In the same issue is a notice illustrating the production difficulties characteristic of a frontier press:
We have to apologize to the readers of the Arizonian, for the delay in issuing this our regular number; the detention has been unavoidably caused, by the indisposition of our printer. We hope it may not occur again, and will not as far as lays in our power to prevent it.
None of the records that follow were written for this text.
impl CollectorRunner {
    pub fn new(
        config: Arc<CollectorConfig>,
        sink: Arc<dyn Sink>,
        buffer: Arc<dyn BufferStore>,
    ) -> Result<Self, CollectorError> {
        let positions = PositionStore::open(config.positions_directory())?;
        let tailer = FileTailer::new(config.effective_machine_id(), positions);
        let engine = DeliveryEngine::new(sink, Arc::clone(&buffer), RetryPolicy::from(&config.retry));

        Ok(Self {
            pipeline: Arc::new(Pipeline {
                config,
                tailer,
                engine,
                buffer,
                stats: CollectorStats::default(),
            }),
            running: None,
        })
    }

    pub fn state(&self) -> RunnerState {
        if self.running.is_some() {
            RunnerState::Running
        } else {
            RunnerState::Stopped
        }
    }

    pub fn config(&self) -> &CollectorConfig {
        &self.pipeline.config
    }

    pub fn tailer(&self) -> &FileTailer {
        &self.pipeline.tailer
    }

    pub fn stats(&self) -> StatsSnapshot {
        self.pipeline.stats.snapshot()
    }

    pub async fn start(&mut self) -> Result<(), CollectorError> {
        if self.running.is_some() {
            return Err(CollectorError::AlreadyRunning);
        }

        let config = &self.pipeline.config;
        info!(
            log_directory = %config.log_directory.display(),
            buffer_directory = %config.buffer_directory.display(),
            "Starting collector"
        );

        for dir in [config.positions_directory(), config.batches_directory()] {
            tokio::fs::create_dir_all(&dir)
                .await
                .map_err(|source| CollectorError::Directory {
                    path: dir.clone(),
                    source,
                })?;
        }

        let (watcher, events) = DirectoryWatcher::start(&config.log_directory, &config.file_pattern)?;
        let existing = watcher
            .matching_files()
            .map_err(|source| CollectorError::Directory {
                path: config.log_directory.clone(),
                source,
            })?;

        let shutdown = CancellationToken::new();
        let cancel = CancellationToken::new();

        if let Err(e) = self.pipeline.replay_buffered(&cancel).await {
            warn!(error = %e, "Initial buffer replay failed");
        }

        info!(existing_files = existing.len(), "Queueing catch-up scan");
        let dispatcher = tokio::spawn(run_dispatcher(
            Arc::clone(&self.pipeline),
            events,
            existing,
            shutdown.clone(),
            cancel.clone(),
        ));
        let replay = tokio::spawn(run_replay_timer(
            Arc::clone(&self.pipeline),
            shutdown.clone(),
            cancel.clone(),
        ));

        self.running = Some(RunningTasks {
            watcher,
            shutdown,
            cancel,
            dispatcher,
            replay,
        });

        info!("Collector running");
        Ok(())
    }

    /// Stop watching, wait up to `grace` for in-flight runs, then cancel them.
    ///
    /// Cancelled runs buffer their unsent batches before this returns.
    pub async fn stop(&mut self, grace: Duration) {
        let Some(mut tasks) = self.running.take() else {
            return;
        };

        info!(grace_ms = grace.as_millis() as u64, "Stopping collector");
        tasks.watcher.stop();
        tasks.shutdown.cancel();

        let drain = futures::future::join_all([tasks.dispatcher, tasks.replay]);
        tokio::pin!(drain);
        let results = match tokio::time::timeout(grace, &mut drain).await {
            Ok(results) => results,
            Err(_) => {
                warn!("Grace period elapsed, cancelling in-flight deliveries");
                tasks.cancel.cancel();
                drain.await
            }
        };
        tasks.cancel.cancel();

        for result in results {
            if let Err(e) = result {
                error!(error = %e, "Collector task join error");
            }
        }

        info!(stats = ?self.stats(), "Collector stopped");
    }

    /// Run the pipeline for one file now, outside the event loop.
    pub async fn process_file(
        &self,
        path: &Path,
        cancel: &CancellationToken,
    ) -> Result<FileRunReport, CollectorError> {
        self.pipeline.process_file(path, cancel).await
    }

    /// One pass over the buffer store: deliver up to the per-cycle limit,
    /// removing what succeeds.
    pub async fn replay_buffered(
        &self,
        cancel: &CancellationToken,
    ) -> Result<ReplayReport, CollectorError> {
        self.pipeline.replay_buffered(cancel).await
    }
}
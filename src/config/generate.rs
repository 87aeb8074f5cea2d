pub fn generate_starter_config() -> String {
    r#"# =============================================================================
# LOGSHIP CONFIGURATION
# =============================================================================
# Logship tails JSON-lines log files in a directory, groups new entries into
# batches and ships them to an HTTP ingestion endpoint. Batches that cannot be
# delivered are kept on disk and retried on every upload interval.
#
# Config file locations (in order of precedence):
#   1. Path specified via --config argument
#   2. ~/.config/logship/config.yml
#   3. /etc/logship/config.yml
#
# Any value may reference an environment variable with $env{NAME}.

# =============================================================================
# COLLECTOR
# =============================================================================
collector:
  # Stamped on entries that do not carry a MachineId. Leave empty to use the
  # host name. At most 50 characters.
  machine_id: ""

  # Directory to watch (created if missing) and the file name glob to match.
  log_directory: /var/log/machine
  file_pattern: "*.log"

  # Batch bounds. The size is an estimate of the entry payload, not the
  # exact request size. A single entry larger than the limit ships alone.
  max_batch_size_bytes: 1048576
  max_batch_entries: 1000

  # How often buffered batches are replayed, and how many per cycle.
  upload_interval: 5s
  max_buffer_batches_per_cycle: 100

  # Undelivered batches and per-file read positions live under this directory.
  buffer_directory: /var/lib/logship

  # Files processed in parallel. Runs for the same file never overlap.
  max_concurrent_files: 4

  retry:
    # Attempts after the first failure; delays start at `interval` and double
    # each attempt when exponential_backoff is on.
    count: 3
    interval: 1s
    exponential_backoff: true

  # On shutdown, how long in-flight files may keep delivering before their
  # retries are cancelled.
  shutdown_grace: 10s

# =============================================================================
# SINK
# =============================================================================
sink:
  url: https://ingest.example.com/api/logs/batch
  # bearer_token: $env{LOGSHIP_TOKEN}
  # headers:
  #   X-Stream: machine-logs
  timeout: 30s

# =============================================================================
# HOUSEKEEPING
# =============================================================================
# Accepted for compatibility; rotation and retention are handled elsewhere.
housekeeping:
  rotation_interval_days: 1
  max_file_size_bytes: 52428800
  retention_days: 7
"#
    .to_string()
}
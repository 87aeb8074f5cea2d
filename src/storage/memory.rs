use super::traits::{BufferStore, StorageError};
use crate::collector::batch::LogBatch;
use async_trait::async_trait;
use std::collections::HashMap;
use std::sync::{Mutex, MutexGuard};
use uuid::Uuid;

/// Non-durable buffer store, for tests and for running without a writable disk.
#[derive(Debug, Default)]
pub struct MemoryBufferStore {
    batches: Mutex<HashMap<Uuid, LogBatch>>,
}

impl MemoryBufferStore {
    pub fn new() -> Self {
        Self::default()
    }

    // A panic while holding the lock cannot leave the map half-updated.
    fn batches(&self) -> MutexGuard<'_, HashMap<Uuid, LogBatch>> {
        self.batches.lock().unwrap_or_else(|e| e.into_inner())
    }

    pub fn len(&self) -> usize {
        self.batches().len()
    }

    pub fn is_empty(&self) -> bool {
        self.len() == 0
    }
}

#[async_trait]
impl BufferStore for MemoryBufferStore {
    async fn save(&self, batch: &LogBatch) -> Result<(), StorageError> {
        self.batches().insert(batch.batch_id, batch.clone());
        Ok(())
    }

    async fn list(&self, max_count: usize) -> Result<Vec<LogBatch>, StorageError> {
        let mut listed: Vec<LogBatch> = self.batches().values().cloned().collect();
        listed.sort_by_key(|b| (b.created_at, b.batch_id));
        listed.truncate(max_count);
        Ok(listed)
    }

    async fn remove(&self, batch_id: Uuid) -> Result<(), StorageError> {
        self.batches().remove(&batch_id);
        Ok(())
    }

    async fn contains(&self, batch_id: Uuid) -> Result<bool, StorageError> {
        Ok(self.batches().contains_key(&batch_id))
    }
}
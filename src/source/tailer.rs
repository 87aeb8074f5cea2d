use crate::source::entry::LogEntry;
use crate::storage::positions::{file_inode, FilePositionRecord, PositionError, PositionStore};
use chrono::Utc;
use std::fs::File;
use std::io::{BufRead, BufReader, Seek, SeekFrom};
use std::path::Path;
use thiserror::Error;

const UTF8_BOM: &[u8] = &[0xEF, 0xBB, 0xBF];
const LOGGED_LINE_LIMIT: usize = 100;

#[derive(Debug, Error)]
pub enum TailerError {
    #[error("io error: {0}")]
    Io(#[from] std::io::Error),

    #[error("position error: {0}")]
    Position(#[from] PositionError),

    #[error("read task failed: {0}")]
    Join(#[from] tokio::task::JoinError),
}

/// A line read from the file together with the offset it started at.
#[derive(Debug)]
struct RawLine {
    bytes: Vec<u8>,
    start_offset: u64,
}

#[derive(Debug)]
struct ReadPass {
    lines: Vec<RawLine>,
    start_offset: u64,
    end_offset: u64,
    inode: u64,
}

/// Reads newly appended JSON lines from source files, resuming from the
/// offset persisted for each file.
pub struct FileTailer {
    machine_id: String,
    positions: PositionStore,
}

impl FileTailer {
    pub fn new(machine_id: impl Into<String>, positions: PositionStore) -> Self {
        Self {
            machine_id: machine_id.into(),
            positions,
        }
    }

    pub fn positions(&self) -> &PositionStore {
        &self.positions
    }

    pub async fn get_offset(&self, path: &Path) -> u64 {
        self.positions.get_offset(path).await
    }

    pub async fn save_offset(&self, path: &Path, offset: u64) -> Result<(), TailerError> {
        self.positions.save_offset(path, offset).await?;
        Ok(())
    }

    /// Parse the complete lines appended to `path` since the last pass.
    ///
    /// Blank lines are skipped; malformed or invalid lines are logged and skipped.
    /// The offset is persisted after every pass, even when nothing was produced.
    pub async fn process(&self, path: &Path) -> Result<Vec<LogEntry>, TailerError> {
        tracing::debug!(path = %path.display(), "Processing log file");

        let record = self.positions.load(path).await;

        let owned_path = path.to_path_buf();
        let pass = match tokio::task::spawn_blocking(move || read_new_lines(&owned_path, record))
            .await?
        {
            Ok(pass) => pass,
            Err(e) if e.kind() == std::io::ErrorKind::NotFound => {
                tracing::warn!(path = %path.display(), "Log file does not exist");
                return Ok(Vec::new());
            }
            Err(e) => return Err(e.into()),
        };

        let now = Utc::now();
        let mut entries = Vec::with_capacity(pass.lines.len());
        for line in &pass.lines {
            if let Some(entry) = self.parse_line(path, line, now) {
                entries.push(entry);
            }
        }

        self.positions
            .save(&FilePositionRecord {
                path: path.to_path_buf(),
                offset: pass.end_offset,
                inode: pass.inode,
                updated_at: Utc::now(),
            })
            .await?;

        tracing::info!(
            path = %path.display(),
            from_offset = pass.start_offset,
            to_offset = pass.end_offset,
            lines = pass.lines.len(),
            entries = entries.len(),
            "Processed log file"
        );

        Ok(entries)
    }

    fn parse_line(
        &self,
        path: &Path,
        line: &RawLine,
        now: chrono::DateTime<Utc>,
    ) -> Option<LogEntry> {
        let text = match std::str::from_utf8(&line.bytes) {
            Ok(text) => text.trim(),
            Err(_) => {
                tracing::warn!(
                    path = %path.display(),
                    offset = line.start_offset,
                    "Skipping line that is not valid UTF-8"
                );
                return None;
            }
        };

        if text.is_empty() {
            return None;
        }

        let mut entry: LogEntry = match serde_json::from_str(text) {
            Ok(entry) => entry,
            Err(e) => {
                tracing::warn!(
                    path = %path.display(),
                    offset = line.start_offset,
                    error = %e,
                    line = %truncate(text, LOGGED_LINE_LIMIT),
                    "Skipping malformed log line"
                );
                return None;
            }
        };

        if entry.machine_id.trim().is_empty() {
            entry.machine_id = self.machine_id.clone();
        }

        if let Err(e) = entry.validate(now) {
            tracing::warn!(
                path = %path.display(),
                offset = line.start_offset,
                errors = %e,
                "Skipping invalid log entry"
            );
            return None;
        }

        Some(entry)
    }
}

/// Where to resume reading a file of `length` bytes identified by `inode`.
///
/// A replaced file (different inode) or one that shrank below the recorded
/// offset is read again from the start.
fn resume_offset(record: Option<&FilePositionRecord>, inode: u64, length: u64) -> u64 {
    match record {
        None => 0,
        Some(r) if r.inode != 0 && inode != 0 && r.inode != inode => 0,
        Some(r) if r.offset > length => 0,
        Some(r) => r.offset,
    }
}

fn read_new_lines(path: &Path, record: Option<FilePositionRecord>) -> std::io::Result<ReadPass> {
    let file = File::open(path)?;
    let metadata = file.metadata()?;
    let inode = file_inode(&metadata);
    let length = metadata.len();

    let start_offset = resume_offset(record.as_ref(), inode, length);
    if let Some(r) = &record {
        if start_offset == 0 && r.offset > 0 {
            tracing::info!(
                path = %path.display(),
                recorded_offset = r.offset,
                length,
                "File was truncated or replaced, reading from the start"
            );
        }
    }

    let mut reader = BufReader::new(file);
    reader.seek(SeekFrom::Start(start_offset))?;

    let mut lines = Vec::new();
    let mut offset = start_offset;
    loop {
        let mut buf = Vec::new();
        let bytes_read = reader.read_until(b'\n', &mut buf)?;
        if bytes_read == 0 {
            break;
        }

        // The writer has not finished this line yet; leave it for the next pass.
        if buf.last() != Some(&b'\n') {
            break;
        }

        let line_start = offset;
        offset += bytes_read as u64;

        while matches!(buf.last(), Some(b'\n') | Some(b'\r')) {
            buf.pop();
        }
        if line_start == 0 && buf.starts_with(UTF8_BOM) {
            buf.drain(..UTF8_BOM.len());
        }

        lines.push(RawLine {
            bytes: buf,
            start_offset: line_start,
        });
    }

    Ok(ReadPass {
        lines,
        start_offset,
        end_offset: offset,
        inode,
    })
}

fn truncate(text: &str, max_chars: usize) -> String {
    match text.char_indices().nth(max_chars) {
        Some((idx, _)) => format!("{}...", &text[..idx]),
        None => text.to_string(),
    }
}
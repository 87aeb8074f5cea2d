use chrono::{DateTime, Utc};
use serde::de::{self, Deserializer, Visitor};
use serde::{Deserialize, Serialize, Serializer};
use std::collections::BTreeMap;
use std::fmt;
use thiserror::Error;

pub const MAX_MACHINE_ID_LENGTH: usize = 50;
pub const MAX_MESSAGE_LENGTH: usize = 8000;
pub const MAX_TAG_VALUE_LENGTH: usize = 1000;

#[derive(Debug, Clone, Copy, PartialEq, Eq, PartialOrd, Ord, Hash, Default)]
pub enum Severity {
    #[default]
    Verbose,
    Debug,
    Information,
    Warning,
    Error,
    Critical,
}

impl Severity {
    const ALL: [Severity; 6] = [
        Severity::Verbose,
        Severity::Debug,
        Severity::Information,
        Severity::Warning,
        Severity::Error,
        Severity::Critical,
    ];

    pub fn as_str(&self) -> &'static str {
        match self {
            Severity::Verbose => "Verbose",
            Severity::Debug => "Debug",
            Severity::Information => "Information",
            Severity::Warning => "Warning",
            Severity::Error => "Error",
            Severity::Critical => "Critical",
        }
    }

    pub fn from_ordinal(value: u64) -> Option<Self> {
        Self::ALL.get(usize::try_from(value).ok()?).copied()
    }

    pub fn from_name(name: &str) -> Option<Self> {
        Self::ALL
            .iter()
            .copied()
            .find(|s| s.as_str().eq_ignore_ascii_case(name))
    }
}

impl fmt::Display for Severity {
    fn fmt(&self, f: &mut fmt::Formatter<'_>) -> fmt::Result {
        f.write_str(self.as_str())
    }
}

impl Serialize for Severity {
    fn serialize<S: Serializer>(&self, serializer: S) -> Result<S::Ok, S::Error> {
        serializer.serialize_str(self.as_str())
    }
}

// Producers write either the level name or its ordinal.
impl<'de> Deserialize<'de> for Severity {
    fn deserialize<D: Deserializer<'de>>(deserializer: D) -> Result<Self, D::Error> {
        struct SeverityVisitor;

        impl<'de> Visitor<'de> for SeverityVisitor {
            type Value = Severity;

            fn expecting(&self, f: &mut fmt::Formatter) -> fmt::Result {
                f.write_str("a severity name or an ordinal between 0 and 5")
            }

            fn visit_str<E: de::Error>(self, v: &str) -> Result<Severity, E> {
                Severity::from_name(v)
                    .ok_or_else(|| E::custom(format!("unknown severity '{}'", v)))
            }

            fn visit_u64<E: de::Error>(self, v: u64) -> Result<Severity, E> {
                Severity::from_ordinal(v)
                    .ok_or_else(|| E::custom(format!("severity ordinal out of range: {}", v)))
            }

            fn visit_i64<E: de::Error>(self, v: i64) -> Result<Severity, E> {
                u64::try_from(v)
                    .ok()
                    .and_then(Severity::from_ordinal)
                    .ok_or_else(|| E::custom(format!("severity ordinal out of range: {}", v)))
            }
        }

        deserializer.deserialize_any(SeverityVisitor)
    }
}

/// One structured log line.
#[derive(Debug, Clone, PartialEq, Serialize, Deserialize)]
#[serde(rename_all = "PascalCase")]
pub struct LogEntry {
    #[serde(alias = "timeGenerated", default, with = "time_generated_format")]
    pub time_generated: DateTime<Utc>,

    #[serde(alias = "machineId", default)]
    pub machine_id: String,

    #[serde(alias = "severity", default)]
    pub severity: Severity,

    #[serde(alias = "eventId", default)]
    pub event_id: i32,

    #[serde(alias = "message", default)]
    pub message: String,

    #[serde(alias = "operationId", default, skip_serializing_if = "Option::is_none")]
    pub operation_id: Option<String>,

    #[serde(alias = "tags", default)]
    pub tags: BTreeMap<String, String>,
}

#[derive(Debug, Error)]
#[error("{}", .errors.join(", "))]
pub struct EntryValidationError {
    pub errors: Vec<String>,
}

impl LogEntry {
    /// Check the field rules an entry must satisfy before it is shipped.
    /// Every violation is reported, not just the first.
    pub fn validate(&self, now: DateTime<Utc>) -> Result<(), EntryValidationError> {
        let mut errors = Vec::new();

        if self.time_generated == DateTime::<Utc>::default() {
            errors.push("TimeGenerated is required".to_string());
        } else if self.time_generated > now {
            errors.push("TimeGenerated cannot be in the future".to_string());
        }

        if self.machine_id.trim().is_empty() {
            errors.push("MachineId is required".to_string());
        } else if self.machine_id.chars().count() > MAX_MACHINE_ID_LENGTH {
            errors.push(format!(
                "MachineId must be at most {} characters",
                MAX_MACHINE_ID_LENGTH
            ));
        }

        if self.event_id == 0 {
            errors.push("EventId is required".to_string());
        }

        if self.message.trim().is_empty() {
            errors.push("Message is required".to_string());
        } else if self.message.chars().count() > MAX_MESSAGE_LENGTH {
            errors.push(format!(
                "Message must be at most {} characters",
                MAX_MESSAGE_LENGTH
            ));
        }

        for (key, value) in &self.tags {
            if value.chars().count() > MAX_TAG_VALUE_LENGTH {
                errors.push(format!(
                    "tag '{}' must be at most {} characters",
                    key, MAX_TAG_VALUE_LENGTH
                ));
            }
        }

        if errors.is_empty() {
            Ok(())
        } else {
            Err(EntryValidationError { errors })
        }
    }
}

/// RFC 3339 on output; on input an offset-less timestamp is taken as UTC.
mod time_generated_format {
    use chrono::{DateTime, NaiveDateTime, Utc};
    use serde::{self, Deserialize, Deserializer, Serializer};

    pub fn serialize<S>(value: &DateTime<Utc>, serializer: S) -> Result<S::Ok, S::Error>
    where
        S: Serializer,
    {
        serializer.serialize_str(&value.to_rfc3339())
    }

    pub fn deserialize<'de, D>(deserializer: D) -> Result<DateTime<Utc>, D::Error>
    where
        D: Deserializer<'de>,
    {
        let s = String::deserialize(deserializer)?;
        parse(&s).map_err(serde::de::Error::custom)
    }

    pub(super) fn parse(s: &str) -> Result<DateTime<Utc>, String> {
        if let Ok(dt) = DateTime::parse_from_rfc3339(s) {
            return Ok(dt.with_timezone(&Utc));
        }

        NaiveDateTime::parse_from_str(s, "%Y-%m-%dT%H:%M:%S%.f")
            .or_else(|_| NaiveDateTime::parse_from_str(s, "%Y-%m-%d %H:%M:%S%.f"))
            .map(|naive| naive.and_utc())
            .map_err(|_| format!("invalid timestamp '{}'", s))
    }
}
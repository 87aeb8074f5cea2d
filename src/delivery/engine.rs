use super::retry::{RetryError, RetryPolicy};
use super::sink::{Sink, SinkError};
use crate::collector::batch::LogBatch;
use crate::storage::traits::{BufferStore, StorageError};
use std::sync::Arc;
use thiserror::Error;
use tokio_util::sync::CancellationToken;

#[derive(Debug, Error)]
pub enum DeliveryError {
    /// Delivery failed and the batch could not be buffered either.
    #[error("failed to buffer batch {batch_id}: {source}")]
    Buffer {
        batch_id: uuid::Uuid,
        #[source]
        source: StorageError,
    },
}

#[derive(Debug, Clone, Copy, PartialEq, Eq)]
pub enum DeliveryOutcome {
    Delivered,
    /// Retries ran out; the batch now sits in the buffer store
    Buffered,
    /// Shutdown interrupted delivery; the batch was neither sent nor buffered
    Cancelled,
}

#[derive(Debug, Default)]
pub struct DeliveryReport {
    pub delivered: usize,
    pub buffered: usize,
    pub failed: usize,
    /// Batches not attempted (or interrupted) because of cancellation, in order
    pub unsent: Vec<LogBatch>,
}

/// Sends batches to the sink with retry, falling back to the buffer store.
pub struct DeliveryEngine {
    sink: Arc<dyn Sink>,
    buffer: Arc<dyn BufferStore>,
    policy: RetryPolicy,
}

impl DeliveryEngine {
    pub fn new(sink: Arc<dyn Sink>, buffer: Arc<dyn BufferStore>, policy: RetryPolicy) -> Self {
        Self {
            sink,
            buffer,
            policy,
        }
    }

    pub fn buffer(&self) -> &Arc<dyn BufferStore> {
        &self.buffer
    }

    pub fn policy(&self) -> &RetryPolicy {
        &self.policy
    }

    /// Send one batch, retrying per policy. Never touches the buffer store.
    pub async fn send_with_retry(
        &self,
        batch: &LogBatch,
        cancel: &CancellationToken,
    ) -> Result<(), RetryError<SinkError>> {
        self.policy
            .run(cancel, |attempt| {
                tracing::debug!(batch_id = %batch.batch_id, attempt = attempt, "Sending batch");
                self.sink.send(batch)
            })
            .await
    }

    pub async fn deliver(
        &self,
        batch: &LogBatch,
        cancel: &CancellationToken,
    ) -> Result<DeliveryOutcome, DeliveryError> {
        match self.send_with_retry(batch, cancel).await {
            Ok(()) => {
                tracing::info!(
                    batch_id = %batch.batch_id,
                    entries = batch.len(),
                    size = batch.size,
                    "Batch delivered"
                );
                Ok(DeliveryOutcome::Delivered)
            }
            Err(RetryError::Cancelled) => {
                tracing::info!(batch_id = %batch.batch_id, "Delivery cancelled");
                Ok(DeliveryOutcome::Cancelled)
            }
            Err(RetryError::Exhausted { attempts, last }) => {
                tracing::error!(
                    batch_id = %batch.batch_id,
                    attempts = attempts,
                    error = %last,
                    "Delivery failed, buffering batch"
                );
                self.buffer
                    .save(batch)
                    .await
                    .map_err(|source| DeliveryError::Buffer {
                        batch_id: batch.batch_id,
                        source,
                    })?;
                Ok(DeliveryOutcome::Buffered)
            }
        }
    }

    /// Deliver each batch independently, in order.
    ///
    /// A failure on one batch does not stop the rest. Once cancellation is
    /// observed, the current and all remaining batches are returned unsent.
    pub async fn deliver_all(
        &self,
        batches: Vec<LogBatch>,
        cancel: &CancellationToken,
    ) -> DeliveryReport {
        let mut report = DeliveryReport::default();
        let mut pending = batches.into_iter();

        while let Some(batch) = pending.next() {
            match self.deliver(&batch, cancel).await {
                Ok(DeliveryOutcome::Delivered) => report.delivered += 1,
                Ok(DeliveryOutcome::Buffered) => report.buffered += 1,
                Ok(DeliveryOutcome::Cancelled) => {
                    report.unsent.push(batch);
                    report.unsent.extend(pending);
                    break;
                }
                Err(e) => {
                    tracing::error!(error = %e, "Batch lost: delivery and buffering both failed");
                    report.failed += 1;
                }
            }
        }

        report
    }
}
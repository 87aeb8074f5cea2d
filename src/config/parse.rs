use super::types::*;
use crate::config::expand_tilde;
use crate::source::entry::MAX_MACHINE_ID_LENGTH;
use crate::source::watcher::FilePattern;
use regex::{Captures, Regex};
use std::collections::BTreeSet;
use std::fs::File;
use std::path::Path;
use thiserror::Error;

#[derive(Error, Debug)]
pub enum ConfigError {
    #[error("failed to read config file: {0}")]
    Io(#[from] std::io::Error),

    #[error("failed to parse YAML: {0}")]
    YamlParse(#[from] serde_yaml::Error),

    #[error("validation failed:\n{}", .0.join("\n"))]
    ValidationList(Vec<String>),

    #[error("validation failed: {0}")]
    Validation(String),
}

pub fn load_config(path: &Path) -> Result<Config, ConfigError> {
    use std::io::Read;

    let mut file = File::open(path).map_err(|e| {
        ConfigError::Io(std::io::Error::new(
            e.kind(),
            format!("failed to open config file '{}': {}", path.display(), e),
        ))
    })?;

    let mut yaml_string = String::new();
    file.read_to_string(&mut yaml_string).map_err(|e| {
        ConfigError::Io(std::io::Error::new(
            e.kind(),
            format!("failed to read config file '{}': {}", path.display(), e),
        ))
    })?;

    let config = parse_config(&yaml_string).map_err(|e| match e {
        ConfigError::YamlParse(e) => ConfigError::Io(std::io::Error::new(
            std::io::ErrorKind::InvalidData,
            format!("in file '{}': {}", path.display(), e),
        )),
        other => other,
    })?;

    Ok(config)
}

/// Parse, normalize and validate config text.
pub fn parse_config(yaml: &str) -> Result<Config, ConfigError> {
    let yaml_string = expand_env_vars(yaml)?;

    let mut config: Config = serde_yaml::from_str(&yaml_string)?;

    expand_paths(&mut config);
    apply_machine_id_default(&mut config);
    validate_config(&config)?;

    Ok(config)
}

/// Substitute every `$env{NAME}` reference, failing with the full list of
/// variables that are not set.
fn expand_env_vars(yaml: &str) -> Result<String, ConfigError> {
    let re = Regex::new(r"\$env\{([A-Za-z_][A-Za-z0-9_]*)\}")
        .map_err(|e| ConfigError::Validation(e.to_string()))?;

    let mut unset = BTreeSet::new();
    let expanded = re.replace_all(yaml, |caps: &Captures| match std::env::var(&caps[1]) {
        Ok(value) => value,
        Err(_) => {
            unset.insert(caps[1].to_string());
            String::new()
        }
    });

    if unset.is_empty() {
        return Ok(expanded.into_owned());
    }

    let names: Vec<String> = unset.into_iter().collect();
    Err(ConfigError::Validation(format!(
        "environment variables not set: {}. Export them or replace the $env{{...}} references with values",
        names.join(", ")
    )))
}

fn expand_paths(config: &mut Config) {
    config.collector.log_directory = expand_tilde(&config.collector.log_directory);
    config.collector.buffer_directory = expand_tilde(&config.collector.buffer_directory);
}

fn apply_machine_id_default(config: &mut Config) {
    config.collector.machine_id = config.collector.effective_machine_id();
}

fn validate_config(config: &Config) -> Result<(), ConfigError> {
    let mut errors = Vec::new();

    validate_collector(&config.collector, &mut errors);
    validate_sink(&config.sink, &mut errors);

    if errors.is_empty() {
        Ok(())
    } else {
        Err(ConfigError::ValidationList(errors))
    }
}

fn validate_collector(collector: &CollectorConfig, errors: &mut Vec<String>) {
    if collector.log_directory.as_os_str().is_empty() {
        errors.push("collector.log_directory cannot be empty".to_string());
    }

    if collector.buffer_directory.as_os_str().is_empty() {
        errors.push("collector.buffer_directory cannot be empty".to_string());
    }

    if let Err(e) = FilePattern::new(&collector.file_pattern) {
        errors.push(format!("collector.file_pattern: {}", e));
    }

    if collector.machine_id.chars().count() > MAX_MACHINE_ID_LENGTH {
        errors.push(format!(
            "collector.machine_id must be at most {} characters",
            MAX_MACHINE_ID_LENGTH
        ));
    }

    if collector.max_batch_size_bytes == 0 {
        errors.push("collector.max_batch_size_bytes must be greater than 0".to_string());
    }

    if collector.max_batch_entries == 0 {
        errors.push("collector.max_batch_entries must be greater than 0".to_string());
    }

    if collector.max_buffer_batches_per_cycle == 0 {
        errors.push("collector.max_buffer_batches_per_cycle must be greater than 0".to_string());
    }

    if collector.max_concurrent_files == 0 {
        errors.push("collector.max_concurrent_files must be greater than 0".to_string());
    }

    if collector.upload_interval.is_zero() {
        errors.push("collector.upload_interval must be greater than 0".to_string());
    }
}

fn validate_sink(sink: &SinkConfig, errors: &mut Vec<String>) {
    if sink.url.is_empty() {
        errors.push("sink.url cannot be empty".to_string());
    } else if !(sink.url.starts_with("http://") || sink.url.starts_with("https://")) {
        errors.push(format!("sink.url must be an http(s) URL: {}", sink.url));
    }

    if sink.timeout.is_zero() {
        errors.push("sink.timeout must be greater than 0".to_string());
    }
}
When examined as recently as 1932, a Library of Congress binding contained 10 issues of the Arizonian from the year 1859, beginning July 14; however, that early issue has been missing from the binding at least since 1948. One mark of provenance occurs among the remaining issues: an inscription on the issue of August 18, the upper half of which has been cut away but which unquestionably reads, "Gov Rencher." The recipient was Abraham Rencher (1798-1883), a distinguished North Carolinian who was serving as Governor of the Territory of New Mexico in 1859. By whatever route, these issues reached the Library early enough to be recorded in A Check List of American Newspapers in the Library of Congress (1901).
(Column from Arizonian)
[128] See Douglas C. McMurtrie, The Beginnings of Printing in Arizona (Chicago, 1937), p. 31, note 9.
[129] See Estelle Lutrell, Newspapers and Periodicals of Arizona 1859-1911 (Tucson, 1950), p. 7-8, 63-64. For more on Cross and Mowry, see Jo Ann Schmitt, Fighting Editors (San Antonio, 1958), p. 1-21.